On Sat, 22 May 1999, Werner Koch wrote:
Why an extra checksum if we already have an MDC?
Because someone was suggesting that if anyone ever changed the algorithm
ID byte they could turn off the MDC. That could be prevented by a
Ah well, I think it is easier to put a copy of the version byte and
the algorithm identifier into the encrypted text:
E(random_prefix[blocksize+2],version_byte,algo_byte,plaintext,mdc_packet)

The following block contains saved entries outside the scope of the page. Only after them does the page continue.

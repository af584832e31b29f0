//! Prometheus metrics endpoint handler.
//!
//! Unauthenticated so Prometheus can scrape it. Labels are bounded and carry
//! no visitor data.

use axum::{extract::State, response::IntoResponse};
use metrics_exporter_prometheus::PrometheusHandle;

/// Handler for GET /metrics
///
/// Returns Prometheus-formatted metrics for scraping:
/// ```text
/// # TYPE portfolio_http_requests_total counter
/// portfolio_http_requests_total{method="GET",endpoint="/health",status_code="200"} 42
/// ```
#[tracing::instrument(skip_all, name = "portfolio.metrics.scrape")]
pub async fn metrics_handler(State(handle): State<PrometheusHandle>) -> impl IntoResponse {
    handle.render()
}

Blocksize+2? Are we doing PGP-cfbs still? Also, by mdc_packet, I take it
to mean you mean a real packet (i.e. there is a virtual EOF after the
plaintext)?
And I might want to specify other algorithm IDs, e.g. the Palm Pilot has
MD5 (and DES) in the OS kernel, but not SHA1. I would really prefer to
have my MDCs there as MD5, and use 3DES for a minimal Palm implementation.
Makes sense for me. And I think it is better to use OpenPGP
dataformats than to use somethin else or invent another one.

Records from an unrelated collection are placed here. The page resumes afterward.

//! GitHub README retrieval.
//!
//! READMEs are requested with the `application/vnd.github.html` media type so
//! GitHub returns the already-rendered HTML; the only post-processing done
//! here is code block highlighting.
//!
//! Any failure (bad URL, non-success status, network error) yields `None` and
//! a warning in the logs. A missing README is not an error for callers.

use crate::config::Config;
use crate::errors::ServiceError;
use crate::highlight::Highlighter;
use crate::observability::metrics;
use reqwest::header::{ACCEPT, USER_AGENT};
use reqwest::{Client, StatusCode, Url};
use secrecy::{ExposeSecret, SecretString};
use std::fmt;
use std::time::Duration;
use tracing::{error, instrument, warn};

/// Timeout for GitHub API requests in seconds.
const GITHUB_REQUEST_TIMEOUT_SECS: u64 = 10;

/// Media type for pre-rendered README HTML.
pub const GITHUB_HTML_MEDIA_TYPE: &str = "application/vnd.github.html";

/// Owner and name of a GitHub repository.
#[derive(Debug, Clone, PartialEq, Eq)]
pub struct RepoRef {
    pub owner: String,
    pub repo: String,
}

impl fmt::Display for RepoRef {
    fn fmt(&self, f: &mut fmt::Formatter<'_>) -> fmt::Result {
        write!(f, "{}/{}", self.owner, self.repo)
    }
}

/// Parse a repository URL such as `https://github.com/owner/repo`.
///
/// Accepts `http`/`https`, `github.com` or `www.github.com`, a trailing
/// `.git`, and extra path segments (`/tree/main/...`). Returns `None` for
/// anything else.
pub fn parse_repo_url(url: &str) -> Option<RepoRef> {
    let parsed = Url::parse(url.trim()).ok()?;

    if !matches!(parsed.scheme(), "http" | "https") {
        return None;
    }

    let host = parsed.host_str()?.to_ascii_lowercase();
    if host != "github.com" && host != "www.github.com" {
        return None;
    }

    let mut segments = parsed.path_segments()?;
    let owner = segments.next().filter(|s| !s.is_empty())?;
    let repo = segments.next()?;
    let repo = repo.strip_suffix(".git").unwrap_or(repo);
    if repo.is_empty() {
        return None;
    }

    Some(RepoRef {
        owner: owner.to_string(),
        repo: repo.to_string(),
    })
}

/// HTTP client for the GitHub REST API.
#[derive(Clone)]
pub struct GitHubClient {
    /// HTTP client with configured timeouts.
    client: Client,

    /// API base URL without trailing slash.
    api_base: String,

    /// Sent as `User-Agent`; GitHub rejects requests without one.
    user_agent: String,

    /// Optional token for the higher authenticated rate limit.
    token: Option<SecretString>,
}

impl fmt::Debug for GitHubClient {
    fn fmt(&self, f: &mut fmt::Formatter<'_>) -> fmt::Result {
        f.debug_struct("GitHubClient")
            .field("api_base", &self.api_base)
            .field("user_agent", &self.user_agent)
            .field("token", &self.token.as_ref().map(|_| "[REDACTED]"))
            .finish()
    }
}

impl GitHubClient {
    /// Create a new GitHub client.
    ///
    /// # Errors
    ///
    /// Returns `ServiceError::Internal` if the HTTP client cannot be built.
    pub fn new(
        api_base: String,
        user_agent: String,
        token: Option<SecretString>,
    ) -> Result<Self, ServiceError> {
        let client = Client::builder()
            .timeout(Duration::from_secs(GITHUB_REQUEST_TIMEOUT_SECS))
            .connect_timeout(Duration::from_secs(5))
            .build()
            .map_err(|e| {
                error!(target: "portfolio.services.github", error = %e, "Failed to build HTTP client");
                ServiceError::Internal
            })?;

        Ok(Self {
            client,
            api_base: api_base.trim_end_matches('/').to_string(),
            user_agent,
            token,
        })
    }

    /// Create a client from service configuration.
    ///
    /// # Errors
    ///
    /// Returns `ServiceError::Internal` if the HTTP client cannot be built.
    pub fn from_config(config: &Config) -> Result<Self, ServiceError> {
        Self::new(
            config.github_api_url.clone(),
            config.github_user_agent.clone(),
            config.github_token.clone(),
        )
    }

    /// API URL of a repository's README.
    pub fn readme_api_url(&self, repo: &RepoRef) -> String {
        format!("{}/repos/{}/{}/readme", self.api_base, repo.owner, repo.repo)
    }

    /// Fetch a repository's README as rendered HTML.
    ///
    /// Returns `None` if the URL is not a GitHub repository URL or the README
    /// cannot be retrieved.
    #[instrument(skip_all, fields(repo_url = %repo_url))]
    pub async fn fetch_readme_html(&self, repo_url: &str) -> Option<String> {
        let Some(repo) = parse_repo_url(repo_url) else {
            warn!(target: "portfolio.services.github", "Not a GitHub repository URL");
            metrics::record_readme_fetch("invalid_url");
            return None;
        };

        let mut request = self
            .client
            .get(self.readme_api_url(&repo))
            .header(ACCEPT, GITHUB_HTML_MEDIA_TYPE)
            .header(USER_AGENT, &self.user_agent);

        if let Some(token) = &self.token {
            request = request.bearer_auth(token.expose_secret());
        }

        let response = match request.send().await {
            Ok(response) => response,
            Err(e) => {
                warn!(target: "portfolio.services.github", repo = %repo, error = %e, "README request failed");
                metrics::record_readme_fetch("error");
                return None;
            }
        };

        let status = response.status();
        if !status.is_success() {
            warn!(target: "portfolio.services.github", repo = %repo, status = %status, "GitHub returned error for README");
            metrics::record_readme_fetch(if status == StatusCode::NOT_FOUND {
                "not_found"
            } else {
                "error"
            });
            return None;
        }

        match response.text().await {
            Ok(html) => {
                metrics::record_readme_fetch("success");
                Some(html)
            }
            Err(e) => {
                warn!(target: "portfolio.services.github", repo = %repo, error = %e, "Failed to read README body");
                metrics::record_readme_fetch("error");
                None
            }
        }
    }
}

/// Fetch a README and highlight its code blocks.
///
/// Highlighting runs inline; call from a blocking context or accept the CPU
/// cost on the current task.
pub async fn render_readme(
    client: &GitHubClient,
    highlighter: &Highlighter,
    repo_url: &str,
) -> Option<String> {
    let html = client.fetch_readme_html(repo_url).await?;
    Some(highlighter.highlight(&html))
}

Is it okay to have SHOULD use SHA1-MDC and SHOULD give a warning if
another MDC is used?
I think SHOULD use SHA1-MDC is best, but I am not sure about the warning
part. I think it might be proper to give a warning on the creation (much
like giving a warning against using MAY or private algorithms other places
where most PGP implementations won't be able to handle it).
I forget if RMD160 or MD5 in the normal context are MAY or SHOULDs, but if
they are SHOULDs, I wouldn't want to give a warning. Implementations
SHOULD be able to use any hash for MDC that they use for signatures.